*Problem statement*: The records below are to be reproduced word for word.

Stored data:
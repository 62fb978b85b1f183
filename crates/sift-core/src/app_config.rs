use std::path::PathBuf;

#[derive(Debug, Clone, Copy, PartialEq, Eq)]
pub enum Environment {
    Development,
    Test,
    Production,
}

impl std::fmt::Display for Environment {
    fn fmt(&self, f: &mut std::fmt::Formatter<'_>) -> std::fmt::Result {
        match self {
            Environment::Development => write!(f, "development"),
            Environment::Test => write!(f, "test"),
            Environment::Production => write!(f, "production"),
        }
    }
}

/// Process-level settings read from the environment.
///
/// The `*_override` fields, when set, replace the matching values from the
/// pipeline config file.
#[derive(Debug, Clone)]
pub struct AppConfig {
    pub env: Environment,
    pub log_level: String,
    pub config_path: PathBuf,
    /// Whether `config_path` came from `SIFT_CONFIG_PATH` rather than the default.
    pub config_path_explicit: bool,
    pub output_dir: PathBuf,
    pub max_concurrent_runs: usize,
    pub target_count_override: Option<usize>,
    pub stall_patience_override: Option<u32>,
    pub aspect_tolerance_override: Option<f64>,
}
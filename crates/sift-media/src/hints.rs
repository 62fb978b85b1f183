//! Dimension hints scraped from element attributes and URLs.

use std::collections::BTreeMap;
use std::sync::LazyLock;

use regex::Regex;

static PIXEL_VALUE_RE: LazyLock<Regex> = LazyLock::new(|| {
    Regex::new(r"(?i)^\s*(\d{1,5})(?:\.\d+)?\s*(?:px)?\s*$").expect("valid pixel value regex")
});
static SIZE_TEXT_RE: LazyLock<Regex> = LazyLock::new(|| {
    Regex::new(r"(?i)(\d{2,5})\s*[x×]\s*(\d{2,5})").expect("valid size text regex")
});
static URL_SIZE_RE: LazyLock<Regex> = LazyLock::new(|| {
    Regex::new(r"(?i)/(\d{2,5})x(\d{2,5})(?:_rs)?/").expect("valid url size regex")
});

/// Width/height attribute pairs, probed in order.
const ATTRIBUTE_PAIRS: &[(&str, &str)] = &[
    ("width", "height"),
    ("data-width", "data-height"),
    ("naturalWidth", "naturalHeight"),
];

/// Free-text attributes that may carry a `WxH` token.
const TEXT_ATTRIBUTES: &[&str] = &["data-size", "sizes", "title", "data-dimensions"];

/// Read a positive `(width, height)` pair from element attributes.
///
/// Explicit numeric pairs win over `WxH` tokens in free-text attributes.
/// Attribute names are matched case-insensitively.
#[must_use]
pub fn dimensions_from_attributes(attrs: &BTreeMap<String, String>) -> Option<(u32, u32)> {
    ATTRIBUTE_PAIRS
        .iter()
        .find_map(|(w_key, h_key)| {
            let width = attr(attrs, w_key).and_then(parse_pixels)?;
            let height = attr(attrs, h_key).and_then(parse_pixels)?;
            Some((width, height))
        })
        .or_else(|| {
            TEXT_ATTRIBUTES
                .iter()
                .find_map(|key| attr(attrs, key).and_then(parse_size_text))
        })
}

/// Read a `WxH` size bucket such as `/1080x1920/` from a URL path.
#[must_use]
pub fn dimensions_from_url(url: &str) -> Option<(u32, u32)> {
    let caps = URL_SIZE_RE.captures(url)?;
    positive_pair(&caps[1], &caps[2])
}

fn attr<'a>(attrs: &'a BTreeMap<String, String>, key: &str) -> Option<&'a str> {
    attrs.get(key).map(String::as_str).or_else(|| {
        attrs
            .iter()
            .find(|(k, _)| k.eq_ignore_ascii_case(key))
            .map(|(_, v)| v.as_str())
    })
}

fn parse_pixels(value: &str) -> Option<u32> {
    let caps = PIXEL_VALUE_RE.captures(value)?;
    caps[1].parse::<u32>().ok().filter(|&v| v > 0)
}

fn parse_size_text(value: &str) -> Option<(u32, u32)> {
    let caps = SIZE_TEXT_RE.captures(value)?;
    positive_pair(&caps[1], &caps[2])
}

fn positive_pair(w: &str, h: &str) -> Option<(u32, u32)> {
    let width = w.parse::<u32>().ok().filter(|&v| v > 0)?;
    let height = h.parse::<u32>().ok().filter(|&v| v > 0)?;
    Some((width, height))
}

#[cfg(test)]
mod tests {
    use super::*;

    fn attrs(pairs: &[(&str, &str)]) -> BTreeMap<String, String> {
        pairs
            .iter()
            .map(|(k, v)| ((*k).to_string(), (*v).to_string()))
            .collect()
    }

    #[test]
    fn reads_plain_width_and_height() {
        let a = attrs(&[("width", "1080"), ("height", "1920")]);
        assert_eq!(dimensions_from_attributes(&a), Some((1080, 1920)));
    }

    #[test]
    fn accepts_px_suffix_and_fractional_values() {
        let a = attrs(&[("data-width", "736px"), ("data-height", "1104.5")]);
        assert_eq!(dimensions_from_attributes(&a), Some((736, 1104)));
    }

    #[test]
    fn attribute_names_are_case_insensitive() {
        let a = attrs(&[("naturalwidth", "1200"), ("NATURALHEIGHT", "1500")]);
        assert_eq!(dimensions_from_attributes(&a), Some((1200, 1500)));
    }

    #[test]
    fn falls_back_to_size_text() {
        let a = attrs(&[("width", "auto"), ("data-size", "Original 1080 × 1350")]);
        assert_eq!(dimensions_from_attributes(&a), Some((1080, 1350)));
    }

    #[test]
    fn zero_or_missing_values_yield_none() {
        assert_eq!(dimensions_from_attributes(&attrs(&[])), None);
        let a = attrs(&[("width", "0"), ("height", "1920")]);
        assert_eq!(dimensions_from_attributes(&a), None);
        let a = attrs(&[("width", "1080")]);
        assert_eq!(dimensions_from_attributes(&a), None);
    }

    #[test]
    fn url_size_bucket_is_read() {
        assert_eq!(
            dimensions_from_url("https://cdn.example.com/1080x1920/aa/bb/cc/x.jpg"),
            Some((1080, 1920))
        );
        assert_eq!(
            dimensions_from_url("https://i.pinimg.com/75x75_RS/aa/bb/cc/x.jpg"),
            Some((75, 75))
        );
    }

    #[test]
    fn width_only_bucket_has_no_dimensions() {
        assert_eq!(
            dimensions_from_url("https://i.pinimg.com/236x/aa/bb/cc/x.jpg"),
            None
        );
    }
}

*Result for this task*:
repository 62fb978b85b1f183
filename crates/sift-core/src/app_config.rs
use std::path::PathBuf;

#[derive(Debug, Clone, Copy, PartialEq, Eq)]
pub enum Environment {
    Development,
    Test,
    Production,
}

impl std::fmt::Display for Environment {
    fn fmt(&self, f: &mut std::fmt::Formatter<'_>) -> std::fmt::Result {
        match self {
            Environment::Development => write!(f, "development"),
            Environment::Test => write!(f, "test"),
            Environment::Production => write!(f, "production"),
        }
    }
}

/// Process-level settings read from the environment.
///
/// The `*_override` fields, when set, replace the matching values from the
/// pipeline config file.
#[derive(Debug, Clone)]
pub struct AppConfig {
    pub env: Environment,
    pub log_level: String,
    pub config_path: PathBuf,
    /// Whether `config_path` came from `SIFT_CONFIG_PATH` rather than the default.
    pub config_path_explicit: bool,
    pub output_dir: PathBuf,
    pub max_concurrent_runs: usize,
    pub target_count_override: Option<usize>,
    pub stall_patience_override: Option<u32>,
    pub aspect_tolerance_override: Option<f64>,
}
filename crates/sift-media/src/hints.rs
repository 62fb978b85b1f183
//! Dimension hints scraped from element attributes and URLs.

use std::collections::BTreeMap;
use std::sync::LazyLock;

use regex::Regex;

static PIXEL_VALUE_RE: LazyLock<Regex> = LazyLock::new(|| {
    Regex::new(r"(?i)^\s*(\d{1,5})(?:\.\d+)?\s*(?:px)?\s*$").expect("valid pixel value regex")
});
static SIZE_TEXT_RE: LazyLock<Regex> = LazyLock::new(|| {
    Regex::new(r"(?i)(\d{2,5})\s*[x×]\s*(\d{2,5})").expect("valid size text regex")
});
static URL_SIZE_RE: LazyLock<Regex> = LazyLock::new(|| {
    Regex::new(r"(?i)/(\d{2,5})x(\d{2,5})(?:_rs)?/").expect("valid url size regex")
});

/// Width/height attribute pairs, probed in order.
const ATTRIBUTE_PAIRS: &[(&str, &str)] = &[
    ("width", "height"),
    ("data-width", "data-height"),
    ("naturalWidth", "naturalHeight"),
];

/// Free-text attributes that may carry a `WxH` token.
const TEXT_ATTRIBUTES: &[&str] = &["data-size", "sizes", "title", "data-dimensions"];

/// Read a positive `(width, height)` pair from element attributes.
///
/// Explicit numeric pairs win over `WxH` tokens in free-text attributes.
/// Attribute names are matched case-insensitively.
#[must_use]
pub fn dimensions_from_attributes(attrs: &BTreeMap<String, String>) -> Option<(u32, u32)> {
    ATTRIBUTE_PAIRS
        .iter()
        .find_map(|(w_key, h_key)| {
            let width = attr(attrs, w_key).and_then(parse_pixels)?;
            let height = attr(attrs, h_key).and_then(parse_pixels)?;
            Some((width, height))
        })
        .or_else(|| {
            TEXT_ATTRIBUTES
                .iter()
                .find_map(|key| attr(attrs, key).and_then(parse_size_text))
        })
}

/// Read a `WxH` size bucket such as `/1080x1920/` from a URL path.
#[must_use]
pub fn dimensions_from_url(url: &str) -> Option<(u32, u32)> {
    let caps = URL_SIZE_RE.captures(url)?;
    positive_pair(&caps[1], &caps[2])
}

fn attr<'a>(attrs: &'a BTreeMap<String, String>, key: &str) -> Option<&'a str> {
    attrs.get(key).map(String::as_str).or_else(|| {
        attrs
            .iter()
            .find(|(k, _)| k.eq_ignore_ascii_case(key))
            .map(|(_, v)| v.as_str())
    })
}

fn parse_pixels(value: &str) -> Option<u32> {
    let caps = PIXEL_VALUE_RE.captures(value)?;
    caps[1].parse::<u32>().ok().filter(|&v| v > 0)
}

fn parse_size_text(value: &str) -> Option<(u32, u32)> {
    let caps = SIZE_TEXT_RE.captures(value)?;
    positive_pair(&caps[1], &caps[2])
}

fn positive_pair(w: &str, h: &str) -> Option<(u32, u32)> {
    let width = w.parse::<u32>().ok().filter(|&v| v > 0)?;
    let height = h.parse::<u32>().ok().filter(|&v| v > 0)?;
    Some((width, height))
}

#[cfg(test)]
mod tests {
    use super::*;

    fn attrs(pairs: &[(&str, &str)]) -> BTreeMap<String, String> {
        pairs
            .iter()
            .map(|(k, v)| ((*k).to_string(), (*v).to_string()))
            .collect()
    }

    #[test]
    fn reads_plain_width_and_height() {
        let a = attrs(&[("width", "1080"), ("height", "1920")]);
        assert_eq!(dimensions_from_attributes(&a), Some((1080, 1920)));
    }

    #[test]
    fn accepts_px_suffix_and_fractional_values() {
        let a = attrs(&[("data-width", "736px"), ("data-height", "1104.5")]);
        assert_eq!(dimensions_from_attributes(&a), Some((736, 1104)));
    }

    #[test]
    fn attribute_names_are_case_insensitive() {
        let a = attrs(&[("naturalwidth", "1200"), ("NATURALHEIGHT", "1500")]);
        assert_eq!(dimensions_from_attributes(&a), Some((1200, 1500)));
    }

    #[test]
    fn falls_back_to_size_text() {
        let a = attrs(&[("width", "auto"), ("data-size", "Original 1080 × 1350")]);
        assert_eq!(dimensions_from_attributes(&a), Some((1080, 1350)));
    }

    #[test]
    fn zero_or_missing_values_yield_none() {
        assert_eq!(dimensions_from_attributes(&attrs(&[])), None);
        let a = attrs(&[("width", "0"), ("height", "1920")]);
        assert_eq!(dimensions_from_attributes(&a), None);
        let a = attrs(&[("width", "1080")]);
        assert_eq!(dimensions_from_attributes(&a), None);
    }

    #[test]
    fn url_size_bucket_is_read() {
        assert_eq!(
            dimensions_from_url("https://cdn.example.com/1080x1920/aa/bb/cc/x.jpg"),
            Some((1080, 1920))
        );
        assert_eq!(
            dimensions_from_url("https://i.pinimg.com/75x75_RS/aa/bb/cc/x.jpg"),
            Some((75, 75))
        );
    }

    #[test]
    fn width_only_bucket_has_no_dimensions() {
        assert_eq!(
            dimensions_from_url("https://i.pinimg.com/236x/aa/bb/cc/x.jpg"),
            None
        );
    }
}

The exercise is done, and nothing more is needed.